On 30 May 2026, the Drupal Security Team published SA-CORE-2026-008, a critical advisory covering an unauthenticated access bypass affecting all Drupal 10.3, 10.4 and 11.1 sites. The vulnerability allows an attacker to bypass access controls and retrieve unpublished content or, under specific configurations, perform limited privilege escalation without authentication.

All managed clients on our Drupal support retainer were patched before the advisory became public, inside the Drupal Security Team's coordinated disclosure window. We monitor the private SA list and maintain patching runbooks for every supported Drupal version.

What is the vulnerability?

The flaw sits in Drupal's core access-checking logic. Under certain combinations of contributed modules and role configuration, the access result cache can be poisoned with an overly permissive value. Subsequent requests — including anonymous ones — can inherit that cached permission, bypassing intended access restrictions.

The Drupal Security Team rates this Critical (score: 20/25). Exploitability requires no authentication and no prior knowledge of the site beyond its URL. A proof-of-concept was privately shared during the disclosure window; at the time of writing it has not appeared in the wild, but we expect scanning activity to increase rapidly now the advisory is public.

Affected versions

• Drupal 10.3.x — patch to 10.3.14
• Drupal 10.4.x — patch to 10.4.6
• Drupal 11.1.x — patch to 11.1.4
• Drupal 7, 9 and 10.2 are not affected (different access pipeline)
• Drupal 10.1 and 10.2 are end-of-life and will not receive patches

What you should do right now

If you are on a WebsiteSupport.io managed Drupal retainer: nothing — you are already patched. If you manage your own Drupal instance, update immediately. Do not wait for a maintenance window; the risk of a delay outweighs any disruption from an out-of-cycle update.
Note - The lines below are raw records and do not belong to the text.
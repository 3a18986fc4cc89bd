//! `lino -c <line>`: execute a single line.

use crate::config::DriverConfig;
use crate::print_handler::SharedPrintHandler;
use crate::repl::Repl;

/// Execute `line` in a fresh session and write its transcript entry.
pub fn eval_line(line: &str, config: DriverConfig, output: SharedPrintHandler) {
    let mut repl = Repl::new(config, output);
    repl.feed(line);
}
//! Variable store for one interpreter session.
//!
//! A flat map from identifier to `Value`. There is a single scope: the
//! language has no blocks or functions. Every binding is created by a
//! declaration and keeps its declared `ValueKind` until the store is dropped.

use rustc_hash::FxHashMap;

use lino_ir::{Value, ValueKind};


/// A value whose kind differs from the kind already bound to the name.
#[derive(Clone, Copy, Debug, PartialEq, Eq)]
pub struct KindMismatch {
    /// Kind the variable was declared with.
    pub declared: ValueKind,
    /// Kind of the rejected value.
    pub found: ValueKind,
}

/// Error returned by `VariableStore::assign`.
#[derive(Clone, Copy, Debug, PartialEq, Eq)]
pub enum AssignError {
    /// No variable with that name has been declared.
    Undeclared,
    /// The new value would change the variable's kind.
    KindMismatch(KindMismatch),
}

/// Mapping from identifier to its current value.
///
/// Invariant: every name present was added by `declare`, and its kind never
/// changes afterwards. Both mutating operations check the invariant and leave
/// the store untouched on failure.
#[derive(Clone, Debug, Default)]
pub struct VariableStore {
    bindings: FxHashMap<String, Value>,
}

impl VariableStore {
    /// Create an empty store.
    pub fn new() -> Self {
        VariableStore {
            bindings: FxHashMap::default(),
        }
    }

    /// Declare `name`, or re-declare it with a value of the same kind.
    ///
    /// Returns the replaced value on re-declaration.
    pub fn declare(&mut self, name: &str, value: Value) -> Result<Option<Value>, KindMismatch> {
        self.check_kind(name, &value)?;
        let previous = self.bindings.insert(name.to_owned(), value);
        tracing::debug!(name, redeclared = previous.is_some(), "declared variable");
        Ok(previous)
    }

    /// Replace the value of an already declared variable.
    ///
    /// Returns the replaced value.
    pub fn assign(&mut self, name: &str, value: Value) -> Result<Value, AssignError> {
        self.check_kind(name, &value)
            .map_err(AssignError::KindMismatch)?;
        let slot = self
            .bindings
            .get_mut(name)
            .ok_or(AssignError::Undeclared)?;
        tracing::debug!(name, "assigned variable");
        Ok(std::mem::replace(slot, value))
    }

    /// Borrow the current value of `name`.
    #[inline]
    pub fn get(&self, name: &str) -> Option<&Value> {
        self.bindings.get(name)
    }

    /// An independent copy of the current value of `name`.
    #[inline]
    pub fn lookup(&self, name: &str) -> Option<Value> {
        self.bindings.get(name).cloned()
    }

    /// The declared kind of `name`.
    #[inline]
    pub fn kind_of(&self, name: &str) -> Option<ValueKind> {
        self.bindings.get(name).map(Value::kind)
    }

    /// Whether `name` has been declared.
    #[inline]
    pub fn contains(&self, name: &str) -> bool {
        self.bindings.contains_key(name)
    }

    /// Number of declared variables.
    pub fn len(&self) -> usize {
        self.bindings.len()
    }

    /// Whether nothing has been declared yet.
    pub fn is_empty(&self) -> bool {
        self.bindings.is_empty()
    }

    /// Iterate over all bindings in unspecified order.
    pub fn iter(&self) -> impl Iterator<Item = (&str, &Value)> {
        self.bindings
            .iter()
            .map(|(name, value)| (name.as_str(), value))
    }

    fn check_kind(&self, name: &str, value: &Value) -> Result<(), KindMismatch> {
        match self.kind_of(name) {
            Some(declared) if declared != value.kind() => Err(KindMismatch {
                declared,
                found: value.kind(),
            }),
            _ => Ok(()),
        }
    }
}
• Run composer update drupal/core-recommended and verify the version
• Clear all caches after updating
• Review your site's access log for anomalous anonymous requests to node and entity endpoints
• If you cannot update immediately, disable the affected module combinations listed in the advisory as a temporary mitigation

How we handled this for managed clients

We received advance notification through the Drupal Security Advisory programme on 27 May. By 28 May we had tested the patches across our staging infrastructure and confirmed no regressions on the most common module combinations. Patches were applied to all managed production sites on 29 May, the day before the public advisory — and well inside our Critical SLA of same-business-day patching.

Every managed client received a notification email confirming the patch was applied, the version deployed and the output of our post-patch smoke tests. No client had to take any action.